Much like Putin, Sechin is very protective of his private life. Divorced from his first wife in 2011, he successfully sued a local newspaper over a story concerning the alleged use of a luxury yacht by his second wife. He has also taken legal action against media outlets for stories regarding his salary or alleged ownership of an exclusive Moscow mansion. At press conferences, engagement is typically on his terms, with reporters vetted in advance by Rosneft officials, who provide pre-arranged questions.


In his final statement to court in December to sum up his defence, Ulyukaev cited Socrates, Fidel Castro and Stalin’s show trials, casting himself as the victim of a set-up and pointing the finger at his absent accuser. Sechin had ignored four summonses by the court to appear as a witness.

In November 2016 Sechin had invited Ulyukaev to his office on the banks of the Moscow river for a late-night meeting. There, an elaborate sting operation took place, in which Sechin wore a wire and officers from Russia’s Federal Security Bureau (FSB) waited outside. The minister was presented with gifts from Sechin — a basket of home-made game sausages and a bag containing $2m in cash: the amount Sechin alleged Ulyukaev had previously named as the price for dropping his resistance to the Bashneft acquisition. As Ulyukaev left, he was promptly detained by the waiting officers, placed under house arrest, and sacked by Putin.
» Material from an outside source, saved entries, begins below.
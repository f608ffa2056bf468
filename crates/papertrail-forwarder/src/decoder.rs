// Copyright 2023-Present Datadog, Inc. https://www.datadoghq.com/
// SPDX-License-Identifier: Apache-2.0

//! Decoding of CloudWatch Logs subscription events.
//!
//! CloudWatch delivers a subscription batch as a small JSON envelope whose
//! `awslogs.data` field holds a base64 encoded, gzip compressed JSON document:
//!
//! ```text
//! {"awslogs": {"data": "H4sIAAAAAAAA..."}}
//!                        │
//!                        v  base64 -> gunzip
//! {"messageType": "DATA_MESSAGE", "logGroup": "...", "logEvents": [...]}
//! ```

use std::io::Read;

use base64::engine::general_purpose::STANDARD;
use base64::Engine;
use flate2::read::GzDecoder;
use serde::Deserialize;

use crate::error::DecodeError;

/// `messageType` of the batch CloudWatch sends to verify a new subscription.
pub const CONTROL_MESSAGE: &str = "CONTROL_MESSAGE";

/// One log line of a batch, as emitted by the source.
#[derive(Debug, Clone, PartialEq, Eq, Deserialize)]
pub struct LogEvent {
    #[serde(default)]
    pub id: String,
    /// Milliseconds since the Unix epoch.
    #[serde(default)]
    pub timestamp: i64,
    pub message: String,
}

/// All records of one invocation, sharing a source log group.
#[derive(Debug, Clone, PartialEq, Eq, Deserialize)]
#[serde(rename_all = "camelCase")]
pub struct LogBatch {
    #[serde(default)]
    pub message_type: String,
    #[serde(default)]
    pub owner: String,
    pub log_group: String,
    #[serde(default)]
    pub log_stream: String,
    #[serde(default)]
    pub subscription_filters: Vec<String>,
    #[serde(default)]
    pub log_events: Vec<LogEvent>,
}

impl LogBatch {
    pub fn is_control_message(&self) -> bool {
        self.message_type == CONTROL_MESSAGE
    }
}

/// Turns a raw invocation payload into a [`LogBatch`].
pub trait BatchDecoder {
    fn decode(&self, payload: &[u8]) -> Result<LogBatch, DecodeError>;
}

#[derive(Deserialize)]
struct Envelope {
    awslogs: AwsLogs,
}

#[derive(Deserialize)]
struct AwsLogs {
    data: String,
}

/// Decoder for the `{"awslogs": {"data": ...}}` subscription event.
#[derive(Debug, Clone, Copy, Default)]
pub struct CloudWatchLogsDecoder;

impl CloudWatchLogsDecoder {
    /// Decodes the base64 + gzip `awslogs.data` field on its own.
    pub fn decode_data(&self, data: &str) -> Result<LogBatch, DecodeError> {
        let compressed = STANDARD.decode(data.trim())?;

        let mut json = Vec::new();
        GzDecoder::new(compressed.as_slice())
            .read_to_end(&mut json)
            .map_err(DecodeError::Decompress)?;

        serde_json::from_slice(&json).map_err(DecodeError::Payload)
    }
}

impl BatchDecoder for CloudWatchLogsDecoder {
    fn decode(&self, payload: &[u8]) -> Result<LogBatch, DecodeError> {
        let envelope: Envelope = serde_json::from_slice(payload).map_err(DecodeError::Envelope)?;
        self.decode_data(&envelope.awslogs.data)
    }
}
// Copyright 2023-Present Datadog, Inc. https://www.datadoghq.com/
// SPDX-License-Identifier: Apache-2.0

#![cfg_attr(not(test), deny(clippy::panic))]
#![cfg_attr(not(test), deny(clippy::unwrap_used))]
#![cfg_attr(not(test), deny(clippy::expect_used))]
#![cfg_attr(not(test), deny(clippy::todo))]
#![cfg_attr(not(test), deny(clippy::unimplemented))]

use std::{env, sync::Arc};
use tokio::{
    io::{self, AsyncBufReadExt, BufReader},
    task::JoinSet,
};
use tracing::{debug, error, info};
use tracing_subscriber::EnvFilter;

use papertrail_forwarder::{ForwardSummary, Forwarder, ForwarderError};

#[tokio::main]
pub async fn main() {
    let log_level = env::var("PAPERTRAIL_LOG_LEVEL")
        .map(|val| val.to_lowercase())
        .unwrap_or("info".to_string());

    #[allow(clippy::expect_used)]
    let subscriber = tracing_subscriber::fmt::Subscriber::builder()
        .with_env_filter(
            EnvFilter::try_new(log_level).expect("could not parse log level in configuration"),
        )
        .with_level(true)
        .with_thread_names(false)
        .with_thread_ids(false)
        .with_line_number(false)
        .with_file(false)
        .with_target(true)
        .without_time()
        .with_writer(std::io::stderr)
        .finish();

    #[allow(clippy::expect_used)]
    tracing::subscriber::set_global_default(subscriber).expect("setting default subscriber failed");

    debug!("Logging subsystem enabled");

    let forwarder = match Forwarder::new(Vec::new()) {
        Ok(f) => Arc::new(f),
        Err(e) => {
            error!("Error creating Papertrail forwarder: {e}");
            return;
        }
    };
    info!(
        "papertrail-forwarder: forwarding to {}",
        forwarder.config().address()
    );

    let mut invocations = JoinSet::new();
    let mut lines = BufReader::new(io::stdin()).lines();
    let mut invocation_id: u64 = 0;

    loop {
        let line = match lines.next_line().await {
            Ok(Some(line)) => line,
            Ok(None) => break,
            Err(e) => {
                error!("Error reading invocation payload from stdin: {e}");
                break;
            }
        };
        if line.trim().is_empty() {
            continue;
        }

        invocation_id += 1;
        let forwarder = Arc::clone(&forwarder);
        invocations.spawn_blocking(move || {
            let result = forwarder.handle(line.as_bytes());
            (invocation_id, result)
        });

        // reap whatever already finished so results are logged as they come in
        while let Some(joined) = invocations.try_join_next() {
            log_outcome(joined);
        }
    }

    while let Some(joined) = invocations.join_next().await {
        log_outcome(joined);
    }
    debug!("Input closed, shutting down");
}

fn log_outcome(
    joined: Result<(u64, Result<ForwardSummary, ForwarderError>), tokio::task::JoinError>,
) {
    match joined {
        Ok((id, Ok(summary))) => info!(
            "invocation {id}: sent={} skipped={} failed={}",
            summary.sent, summary.skipped, summary.failed
        ),
        Ok((id, Err(e))) => error!("invocation {id} failed: {e}"),
        Err(e) => error!("invocation task failed: {e}"),
    }
}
“All the materials collected in the case prove that I did not commit any crime,” Ulyukaev said in his final statement. “I am a victim of a monstrous and cruel provocation. In it, the aggrieved party first turns into a witness and then loses that status . . . He disappeared, and only the smell of sulphur remains in the air. A false witness. Provocateurs spent a lot of effort and money in order to slander an innocent person, to entrap him into a trap, to carry out reprisals . . . Long ago, it was said: ‘For whom the bell tolls’. Now I want to say that the bell can start to toll for any of you. Now it is very easy. A bag, a basket, a badly shot video — and you are done,” he warned. “To open this Pandora’s box is easy, but it will be difficult to close.”

During the course of the battle over Bashneft, rumours had swirled around Moscow as to Putin’s opinion on the drama. Had Sechin gone too far this time, or did he have the president’s implicit blessing for the public defenestration of one of his ministers and the financial squeezing of a private entrepreneur? In September the president broke his silence, stating that he thought an “amicable agreement” to the legal battle between Sechin and Yevtushenkov would be beneficial to the Russian economy. That suggestion was initially ignored.

Then, at his annual press conference in December, Putin used a question over Sechin’s no-show at the Ulyukaev trial to issue a subtle admonishment of his long-time aide and steadfast ally: “Sechin should have come to court. What is the problem anyway?” But if Sechin felt slighted, he did not show it. In a court case that had pitted his word against another’s, he had triumphed without even having to take the witness stand.

Three days after Ulyukaev had been sentenced, and fresh off a flight from meetings with Cuban and Venezuelan leaders Raúl Castro and Nicolás Maduro, Sechin chaired a press conference in the Black Sea resort of Sochi. After a short speech about Rosneft’s future investment plans, he promptly stood up. “Sorry, forgive me,” he said, smiling as he bustled out past the dozen or so reporters who had flown in from Moscow. “I must work.”